SharePoint tries to map non-relational data to SQL. On the one hand, it supports multiple Content Types per list, so each item can have a different set of attributes. On the other hand, it does not expose transactions, joins, or any other feature SQL developers use on a daily basis. It looks like they just had to find some kind of data storage which is accessible over the network and can be shared by multiple instances of SharePoint. In this regard, SQL Server seems like a reasonable choice, at least when your only alternative in the Microsoft product stack is SMB/CIFS.
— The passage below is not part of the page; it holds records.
use bytes::BytesMut;
use tokio_util::codec::{Decoder, Encoder};

use crate::codec::{decode_frame, encode_frame, Frame, FrameConfig};
use crate::error::{FrameError, Result};

/// Streaming codec for use with `tokio_util::codec::{FramedRead, FramedWrite}`.
///
/// Handles partial reads internally: the decoder yields a frame only once all
/// of its bytes are buffered, whatever the socket's read boundaries were.
#[derive(Debug, Clone, Default)]
pub struct TagCodec {
    config: FrameConfig,
}

impl TagCodec {
    /// Create a codec with default configuration.
    pub fn new() -> Self {
        Self::default()
    }

    /// Create a codec with explicit configuration.
    pub fn with_config(config: FrameConfig) -> Self {
        Self { config }
    }

    /// Maximum payload size accepted in either direction.
    pub fn max_payload_size(&self) -> usize {
        self.config.max_payload_size
    }

    /// Current codec configuration.
    pub fn config(&self) -> &FrameConfig {
        &self.config
    }
}

impl Decoder for TagCodec {
    type Item = Frame;
    type Error = FrameError;

    fn decode(&mut self, src: &mut BytesMut) -> Result<Option<Frame>> {
        decode_frame(src, self.config.max_payload_size)
    }

    fn decode_eof(&mut self, src: &mut BytesMut) -> Result<Option<Frame>> {
        match self.decode(src)? {
            Some(frame) => Ok(Some(frame)),
            None if src.is_empty() => Ok(None),
            None => Err(FrameError::ConnectionClosed),
        }
    }
}

impl Encoder<Frame> for TagCodec {
    type Error = FrameError;

    fn encode(&mut self, frame: Frame, dst: &mut BytesMut) -> Result<()> {
        if frame.payload.len() > self.config.max_payload_size {
            return Err(FrameError::PayloadTooLarge {
                size: frame.payload.len(),
                max: self.config.max_payload_size,
            });
        }
        encode_frame(frame.tag, &frame.payload, dst)
    }
}

#[cfg(test)]
mod tests {
    use bytes::{BufMut, Bytes};
    use futures_util::{SinkExt, StreamExt};
    use tokio::io::AsyncWriteExt;
    use tokio_util::codec::{FramedRead, FramedWrite};

    use super::*;
    use crate::codec::HEADER_SIZE;

    #[tokio::test]
    async fn read_single_frame() {
        let mut wire = BytesMut::new();
        encode_frame(1, b"hello", &mut wire).unwrap();

        let mut reader = FramedRead::new(&wire[..], TagCodec::new());
        let frame = reader.next().await.unwrap().unwrap();

        assert_eq!(frame.tag, 1);
        assert_eq!(frame.payload.as_ref(), b"hello");
        assert!(reader.next().await.is_none());
    }

    #[tokio::test]
    async fn read_multiple_frames() {
        let mut wire = BytesMut::new();
        encode_frame(1, b"one", &mut wire).unwrap();
        encode_frame(2, b"two", &mut wire).unwrap();
        encode_frame(3, b"three", &mut wire).unwrap();

        let mut reader = FramedRead::new(&wire[..], TagCodec::new());

        let f1 = reader.next().await.unwrap().unwrap();
        let f2 = reader.next().await.unwrap().unwrap();
        let f3 = reader.next().await.unwrap().unwrap();

        assert_eq!((f1.tag, f1.payload.as_ref()), (1, b"one".as_ref()));
        assert_eq!((f2.tag, f2.payload.as_ref()), (2, b"two".as_ref()));
        assert_eq!((f3.tag, f3.payload.as_ref()), (3, b"three".as_ref()));
    }

    #[tokio::test]
    async fn partial_read_handling() {
        let mut wire = BytesMut::new();
        encode_frame(4, b"slow", &mut wire).unwrap();
        encode_frame(5, &[0xAB; 300], &mut wire).unwrap();
        let wire = wire.freeze();

        let (mut tx, rx) = tokio::io::duplex(64);
        let writer = tokio::spawn(async move {
            for byte in wire.iter() {
                tx.write_all(&[*byte]).await.unwrap();
            }
        });

        let mut reader = FramedRead::new(rx, TagCodec::new());
        let first = reader.next().await.unwrap().unwrap();
        let second = reader.next().await.unwrap().unwrap();
        writer.await.unwrap();

        assert_eq!(first.tag, 4);
        assert_eq!(first.payload.as_ref(), b"slow");
        assert_eq!(second.tag, 5);
        assert_eq!(second.payload.len(), 300);
        assert!(reader.next().await.is_none());
    }

    #[tokio::test]
    async fn connection_closed_mid_frame() {
        let mut partial = BytesMut::new();
        partial.put_u32_le(16);
        partial.put_u32_le(2);
        partial.put_slice(b"only-part");

        let mut reader = FramedRead::new(&partial[..], TagCodec::new());
        let err = reader.next().await.unwrap().unwrap_err();
        assert!(matches!(err, FrameError::ConnectionClosed));
    }

    #[tokio::test]
    async fn oversized_frame_in_stream() {
        let mut wire = BytesMut::new();
        wire.put_u32_le(1024);
        wire.put_u32_le(1);

        let codec = TagCodec::with_config(FrameConfig {
            max_payload_size: 16,
        });
        let mut reader = FramedRead::new(&wire[..], codec);
        let err = reader.next().await.unwrap().unwrap_err();
        assert!(matches!(err, FrameError::PayloadTooLarge { size: 1024, max: 16 }));
    }

    #[tokio::test]
    async fn writer_rejects_oversized_payload() {
        let codec = TagCodec::with_config(FrameConfig {
            max_payload_size: 4,
        });
        let mut writer = FramedWrite::new(Vec::<u8>::new(), codec);

        let err = writer
            .send(Frame::new(1, Bytes::from_static(b"oversized")))
            .await
            .unwrap_err();
        assert!(matches!(err, FrameError::PayloadTooLarge { .. }));
        assert!(writer.get_ref().is_empty());
    }

    #[tokio::test]
    async fn roundtrip_over_duplex() {
        let (left, right) = tokio::io::duplex(1024);
        let mut writer = FramedWrite::new(left, TagCodec::new());
        let mut reader = FramedRead::new(right, TagCodec::new());

        writer.send(Frame::new(11, &b"command"[..])).await.unwrap();
        writer.send(Frame::new(12, &b"data"[..])).await.unwrap();
        writer.send(Frame::new(13, Bytes::new())).await.unwrap();
        drop(writer);

        let f1 = reader.next().await.unwrap().unwrap();
        let f2 = reader.next().await.unwrap().unwrap();
        let f3 = reader.next().await.unwrap().unwrap();

        assert_eq!((f1.tag, f1.payload.as_ref()), (11, b"command".as_ref()));
        assert_eq!((f2.tag, f2.payload.as_ref()), (12, b"data".as_ref()));
        assert_eq!(f3.tag, 13);
        assert!(f3.payload.is_empty());
        assert!(reader.next().await.is_none());
    }

    #[tokio::test]
    async fn written_bytes_match_plain_encoder() {
        let mut writer = FramedWrite::new(Vec::<u8>::new(), TagCodec::new());
        writer.send(Frame::new(3, &b"z"[..])).await.unwrap();

        let written = writer.into_inner();
        assert_eq!(written.len(), HEADER_SIZE + 1);

        let mut expected = BytesMut::new();
        encode_frame(3, b"z", &mut expected).unwrap();
        assert_eq!(written.as_slice(), expected.as_ref());
    }
}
Nowadays it looks to me as a great opportunity to use a document database as backend, such as MongoDB, RavenDB or CouchDB. If SharePoint List Items would correspond to documents, there was no need for mapping attributes to enumerated columns, they could be stored as is. SharePoint exposes nothing which could not be done on any of these NoSQL databases. I know that it is unreasonable to expect Microsoft to support a NoSQL backend in an upcoming version of SharePoint. But I would like to spread the word to show SharePoint developers that there is a sane world out there. And if they are ever in the position to design a system, they should evaluate all possible backends to find one which matched the concepts of the system, not just one which can be forced to do the job.

2 thoughts on “SharePoint: Missing NoSQL Backend

  1. Pingback: Agile SharePoint Development | Malte Clasen

  2. I think Microsoft will move off a relational backend for SharePoint at some stage they are just waiting for big data infrastructure (cheaper faster chips low cost disk space) to get to the price point for companies and eventually users on PCs at home. Then they and everyone else will have a new market. Moore’s law says we aren’t far away from that 2020 maybe.